JnJ seeks USFDA nod of Stelara for pediatric Crohn's disease

The sBLA is supported by data from the Phase 3 UNITI-Jr clinical study, a multicenter, open-label study to evaluate the efficacy, safety, and pharmacokinetics of STELARA for the treatment of pediatric CD through 52 weeks.

“Living with a lifelong condition like Crohn’s disease can be incredibly challenging, especially for children and adolescents who may experience more severe symptoms and faster disease progression than adults. With limited approved treatment options to support the specific needs of this patient population, many children with a Crohn’s disease diagnosis continue to struggle,” said Chris Gasink, M.D., Vice President, Medical Affairs, Gastroenterology & Autoantibody, Johnson & Johnson Innovative Medicine. “With the well-established efficacy and safety profile of STELARA in existing indications, this submission aims to better support these patients, their families, and providers with a new treatment option.”

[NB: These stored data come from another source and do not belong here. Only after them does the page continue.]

use crate::{ConfigError, ConfigErrorResult};

use std::time::Duration;

use serde::Deserialize;

pub const DEFAULT_REVOCATION_ATTEMPTS: u32 = 3;
pub const MAX_REVOCATION_ATTEMPTS: u32 = 6;

pub const DEFAULT_FIRST_BACKOFF_MS: u64 = 100;
pub const MAX_FIRST_BACKOFF_MS: u64 = 2_000;

pub const DEFAULT_BACKOFF_CAP_MS: u64 = 2_000;

pub const DEFAULT_BACKOFF_GROWTH: f64 = 2.0;
pub const MAX_BACKOFF_GROWTH: f64 = 4.0;

/// Logout and admin revocation wait inline for this long at most.
pub const MAX_REVOCATION_WAIT: Duration = Duration::from_secs(10);

/// Jitter draws from 50% to 150% of each backoff.
const JITTER_CEILING_PERCENT: u64 = 150;

/// `[revocation_retry]`: how logout and admin revocation ride out a store
/// outage. Rotation is never retried and has no setting here.
#[derive(Debug, Clone, Deserialize)]
#[serde(default)]
pub struct RevocationRetryConfig {
    /// Total tries, the first one included
    pub attempts: u32,
    pub first_backoff_ms: u64,
    /// No single backoff grows past this
    pub backoff_cap_ms: u64,
    /// Factor applied to the backoff after each failed try
    pub growth: f64,
    pub jitter: bool,
}

impl Default for RevocationRetryConfig {
    fn default() -> Self {
        Self {
            attempts: DEFAULT_REVOCATION_ATTEMPTS,
            first_backoff_ms: DEFAULT_FIRST_BACKOFF_MS,
            backoff_cap_ms: DEFAULT_BACKOFF_CAP_MS,
            growth: DEFAULT_BACKOFF_GROWTH,
            jitter: true,
        }
    }
}

impl RevocationRetryConfig {
    pub fn first_backoff(&self) -> Duration {
        Duration::from_millis(self.first_backoff_ms)
    }

    pub fn backoff_cap(&self) -> Duration {
        Duration::from_millis(self.backoff_cap_ms)
    }

    /// Longest a request can spend sleeping between tries, jitter included.
    pub fn worst_case_wait(&self) -> Duration {
        let mut backoff = self.first_backoff_ms as f64;
        let mut total_ms = 0;
        for _ in 1..self.attempts {
            total_ms += backoff.min(self.backoff_cap_ms as f64).round() as u64;
            backoff *= self.growth;
        }
        if self.jitter {
            total_ms = total_ms * JITTER_CEILING_PERCENT / 100;
        }
        Duration::from_millis(total_ms)
    }

    pub fn validate(&self) -> ConfigErrorResult<()> {
        if self.attempts == 0 || self.attempts > MAX_REVOCATION_ATTEMPTS {
            return Err(ConfigError::config(format!(
                "revocation_retry.attempts must be 1-{}, got {}",
                MAX_REVOCATION_ATTEMPTS, self.attempts
            )));
        }

        if self.first_backoff_ms == 0 || self.first_backoff_ms > MAX_FIRST_BACKOFF_MS {
            return Err(ConfigError::config(format!(
                "revocation_retry.first_backoff_ms must be 1-{}, got {}",
                MAX_FIRST_BACKOFF_MS, self.first_backoff_ms
            )));
        }

        if self.backoff_cap_ms < self.first_backoff_ms {
            return Err(ConfigError::config(format!(
                "revocation_retry.backoff_cap_ms ({}) is below first_backoff_ms ({})",
                self.backoff_cap_ms, self.first_backoff_ms
            )));
        }

        if !(1.0..=MAX_BACKOFF_GROWTH).contains(&self.growth) {
            return Err(ConfigError::config(format!(
                "revocation_retry.growth must be 1.0-{}, got {}",
                MAX_BACKOFF_GROWTH, self.growth
            )));
        }

        let wait = self.worst_case_wait();
        if wait > MAX_REVOCATION_WAIT {
            return Err(ConfigError::config(format!(
                "revocation_retry could hold a logout for {:?}, limit is {:?}",
                wait, MAX_REVOCATION_WAIT
            )));
        }

        Ok(())
    }
}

Of the nearly one million people in the U.S. living with CD, approximately up to 25 percent are children and the rate of CD in this younger population continues to rise. Crohn’s disease can be more severe for the pediatric population compared to adults, further highlighting the need for additional treatment options^.

Crohn’s disease is a chronic inflammatory condition of the gastrointestinal tract with no known cause, but the disease is associated with abnormalities of the immune system that could be triggered by a genetic predisposition, diet, or other environmental factors. Symptoms of Crohn’s disease can vary, but often include abdominal pain and tenderness, frequent diarrhea, rectal bleeding, weight loss, and fever. Currently no cure is available for Crohn’s disease. Nearly one million people in the U.S. are living with CD, approximately up to 25 percent of those individuals are pediatric.

The Janssen Pharmaceutical Companies of Johnson & Johnson maintain exclusive worldwide marketing rights to STELARA.